▶ [TASK TO CARRY OUT]
Go through the records, and copy each line in which the string "service" is present.

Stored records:

use serde::Deserialize;
use std::time::Duration;

/// Connection settings for the remote catalog service
#[derive(Debug, Clone, Deserialize)]
pub struct CatalogClientConfig {
    /// Base URL of the catalog service, without trailing `/songs`
    #[serde(default = "default_base_url")]
    pub base_url: String,

    /// Per-request timeout; a lookup that exceeds it falls back to local filtering
    #[serde(default = "default_timeout_secs")]
    pub timeout_secs: u64,
}

impl CatalogClientConfig {
    pub fn timeout(&self) -> Duration {
        Duration::from_secs(self.timeout_secs)
    }
}

impl Default for CatalogClientConfig {
    fn default() -> Self {
        Self {
            base_url: default_base_url(),
            timeout_secs: default_timeout_secs(),
        }
    }
}

fn default_base_url() -> String {
    "http://127.0.0.1:3000".to_string()
}

fn default_timeout_secs() -> u64 {
    5
}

▶ [RESPONSE BELOW]
/// Connection settings for the remote catalog service
    /// Base URL of the catalog service, without trailing `/songs`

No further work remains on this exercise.